Brief →
The count of lines with the string "malformed" in the material is all that should be returned.

Records for this exercise →
☆ ☆ ☆ ☆ ☆ ☆ ☆

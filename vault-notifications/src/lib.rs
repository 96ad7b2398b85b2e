//! Vault Notifications
//!
//! Derives a user's notification feed for theta vault positions from decoded
//! indexer and contract data: option minting, option sales, claimable
//! withdrawals and premium distributions.

pub mod center;
pub mod error;
pub mod math;
pub mod notification;
pub mod services;
pub mod store;
pub mod types;

pub use center::{derive_notifications, Clock, FixedClock, NotificationCenter, SystemClock};
pub use error::{NotificationError, Result};
pub use notification::Notification;
pub use services::{resolve_anchor, resolve_weekly_anchor, NotificationFeed};
pub use store::{JsonFileStore, MemoryStore, ReadMarker, ReadMarkerStore};
pub use types::{
    ActivityRecord, EngineConfig, NotificationSources, PendingWithdrawal, RoundState,
    SettlementSchedule, TransferKind, TransferRecord, VaultAccountSnapshot, VaultKey,
    VaultOption, VaultVersion,
};

use tracing_subscriber::{layer::SubscriberExt, util::SubscriberInitExt};

/// Install a fmt subscriber filtered by `RUST_LOG`.
///
/// Does nothing if a global subscriber is already set.
pub fn init_tracing() {
    let _ = tracing_subscriber::registry()
        .with(
            tracing_subscriber::EnvFilter::try_from_default_env()
                .unwrap_or_else(|_| "vault_notifications=info".into()),
        )
        .with(tracing_subscriber::fmt::layer())
        .try_init();
}
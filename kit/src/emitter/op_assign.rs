//! Compound assignment: `a &&= b`, `a ||= b` and `a op= b`.

use unparser_core::Writer;

use super::{Emitter, RenderContext, Result, Slots, malformed};
use crate::ast::NodeKind;
use crate::token::Token;

/// Operator for the logical assignment kinds.
fn logical_operator(kind: NodeKind) -> Option<Token> {
    match kind {
        NodeKind::AndAsgn => Some(Token::AndAsgn),
        NodeKind::OrAsgn => Some(Token::OrAsgn),
        _ => None,
    }
}

pub(super) fn emit_logical_assign(e: &mut Emitter, ctx: &RenderContext<'_>) -> Result {
    let node = ctx.node();
    let target = node.required(0, "missing assignment target")?;
    let value = node.required(1, "missing assigned value")?;
    let Some(operator) = logical_operator(node.kind()) else {
        return Err(malformed(node, "not a logical assignment"));
    };
    e.visit(target, ctx)?;
    e.out.space();
    e.out.token(&operator);
    e.out.space();
    e.visit_terminated(value, ctx)
}

/// The operator comes from the node itself: any binary operator may be
/// combined with `=`.
pub(super) fn emit_op_assign(e: &mut Emitter, ctx: &RenderContext<'_>) -> Result {
    let node = ctx.node();
    let target = node.required(0, "missing assignment target")?;
    let operator = node.name(1)?;
    let value = node.required(2, "missing assigned value")?;
    e.visit(target, ctx)?;
    e.out.space();
    e.out.word(operator);
    e.out.token(&Token::Assign);
    e.out.space();
    e.visit_terminated(value, ctx)
}

#[cfg(test)]
mod tests {
    use super::*;

    #[test]
    fn logical_operators() {
        assert_eq!(logical_operator(NodeKind::AndAsgn).map(Token::as_str), Some("&&="));
        assert_eq!(logical_operator(NodeKind::OrAsgn).map(Token::as_str), Some("||="));
        assert_eq!(logical_operator(NodeKind::OpAsgn), None);
    }
}
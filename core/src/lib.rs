pub mod config;
mod error;
pub mod traits;

pub use config::{RecursionGuard, RenderConfig};
pub use error::Error;
pub use traits::{ToSource, Writer};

☆ ☆ ☆ ☆ ☆ ☆ ☆

Answer space →
2